[RECORDED DATA Boundary: Start]

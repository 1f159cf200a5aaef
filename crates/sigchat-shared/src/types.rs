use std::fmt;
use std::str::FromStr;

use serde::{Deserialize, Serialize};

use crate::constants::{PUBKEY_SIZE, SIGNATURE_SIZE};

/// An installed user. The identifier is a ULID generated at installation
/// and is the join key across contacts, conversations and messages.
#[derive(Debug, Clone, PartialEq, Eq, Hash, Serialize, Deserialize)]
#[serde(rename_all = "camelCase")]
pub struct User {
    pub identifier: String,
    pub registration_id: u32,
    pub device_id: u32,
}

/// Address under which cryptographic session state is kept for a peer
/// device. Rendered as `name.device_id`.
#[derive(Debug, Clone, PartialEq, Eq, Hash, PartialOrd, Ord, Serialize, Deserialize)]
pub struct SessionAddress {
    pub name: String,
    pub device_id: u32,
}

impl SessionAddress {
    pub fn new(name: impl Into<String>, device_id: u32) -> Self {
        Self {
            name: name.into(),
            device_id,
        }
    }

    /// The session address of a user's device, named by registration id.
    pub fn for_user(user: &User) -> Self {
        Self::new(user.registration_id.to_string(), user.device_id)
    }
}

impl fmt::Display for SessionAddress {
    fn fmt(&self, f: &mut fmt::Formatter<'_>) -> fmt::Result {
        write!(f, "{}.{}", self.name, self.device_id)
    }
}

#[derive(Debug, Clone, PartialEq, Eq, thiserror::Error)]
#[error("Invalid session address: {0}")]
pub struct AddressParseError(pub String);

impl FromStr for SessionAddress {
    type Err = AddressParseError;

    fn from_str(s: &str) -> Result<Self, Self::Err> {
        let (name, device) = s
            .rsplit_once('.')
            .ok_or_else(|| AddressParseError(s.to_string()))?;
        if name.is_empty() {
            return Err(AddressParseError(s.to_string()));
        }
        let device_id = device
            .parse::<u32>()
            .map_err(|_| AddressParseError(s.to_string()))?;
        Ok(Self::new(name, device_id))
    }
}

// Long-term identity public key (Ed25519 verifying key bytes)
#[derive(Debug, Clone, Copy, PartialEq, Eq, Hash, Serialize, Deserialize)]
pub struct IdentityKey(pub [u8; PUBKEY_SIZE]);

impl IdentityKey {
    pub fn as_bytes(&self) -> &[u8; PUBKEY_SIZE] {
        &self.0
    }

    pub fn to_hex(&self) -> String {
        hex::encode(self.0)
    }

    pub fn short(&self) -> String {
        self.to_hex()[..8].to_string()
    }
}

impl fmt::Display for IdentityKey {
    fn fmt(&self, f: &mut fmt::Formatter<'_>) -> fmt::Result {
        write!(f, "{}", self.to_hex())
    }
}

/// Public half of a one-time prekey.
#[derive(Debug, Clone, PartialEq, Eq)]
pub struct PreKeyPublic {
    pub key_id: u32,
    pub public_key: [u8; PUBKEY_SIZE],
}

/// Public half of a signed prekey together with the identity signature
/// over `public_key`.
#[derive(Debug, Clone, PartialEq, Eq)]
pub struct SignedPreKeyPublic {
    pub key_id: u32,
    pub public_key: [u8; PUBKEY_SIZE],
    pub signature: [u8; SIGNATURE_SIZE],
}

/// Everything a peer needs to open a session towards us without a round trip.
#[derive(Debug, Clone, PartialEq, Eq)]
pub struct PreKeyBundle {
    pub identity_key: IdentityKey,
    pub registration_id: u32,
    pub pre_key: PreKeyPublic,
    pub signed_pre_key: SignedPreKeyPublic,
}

[RECORDED DATA Boundary: End]
[RECORDED DATA Boundary: Start]

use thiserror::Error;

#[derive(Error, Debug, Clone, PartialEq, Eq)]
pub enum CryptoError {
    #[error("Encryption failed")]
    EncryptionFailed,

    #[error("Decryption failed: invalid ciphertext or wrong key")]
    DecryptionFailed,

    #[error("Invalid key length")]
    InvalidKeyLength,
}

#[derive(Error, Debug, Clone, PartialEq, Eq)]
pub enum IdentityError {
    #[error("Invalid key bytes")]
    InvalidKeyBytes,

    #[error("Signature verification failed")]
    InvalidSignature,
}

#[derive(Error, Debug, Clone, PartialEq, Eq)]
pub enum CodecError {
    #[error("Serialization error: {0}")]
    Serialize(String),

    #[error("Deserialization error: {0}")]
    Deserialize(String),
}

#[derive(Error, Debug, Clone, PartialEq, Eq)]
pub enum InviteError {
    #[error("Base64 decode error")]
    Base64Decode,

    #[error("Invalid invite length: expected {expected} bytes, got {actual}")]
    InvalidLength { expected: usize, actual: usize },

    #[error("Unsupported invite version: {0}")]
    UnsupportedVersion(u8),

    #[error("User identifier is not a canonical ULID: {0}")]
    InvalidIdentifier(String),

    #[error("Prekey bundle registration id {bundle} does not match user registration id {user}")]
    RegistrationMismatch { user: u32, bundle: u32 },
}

[RECORDED DATA Boundary: End]

**THE TASK**
Above are some lines. Repeat exactly, and only, those from the line that has "self.to_hex()[..8].to_string()" through the line that has "a round trip.".

**SOLUTION FOR THIS TASK**
        self.to_hex()[..8].to_string()
    }
}

impl fmt::Display for IdentityKey {
    fn fmt(&self, f: &mut fmt::Formatter<'_>) -> fmt::Result {
        write!(f, "{}", self.to_hex())
    }
}

/// Public half of a one-time prekey.
#[derive(Debug, Clone, PartialEq, Eq)]
pub struct PreKeyPublic {
    pub key_id: u32,
    pub public_key: [u8; PUBKEY_SIZE],
}

/// Public half of a signed prekey together with the identity signature
/// over `public_key`.
#[derive(Debug, Clone, PartialEq, Eq)]
pub struct SignedPreKeyPublic {
    pub key_id: u32,
    pub public_key: [u8; PUBKEY_SIZE],
    pub signature: [u8; SIGNATURE_SIZE],
}

/// Everything a peer needs to open a session towards us without a round trip.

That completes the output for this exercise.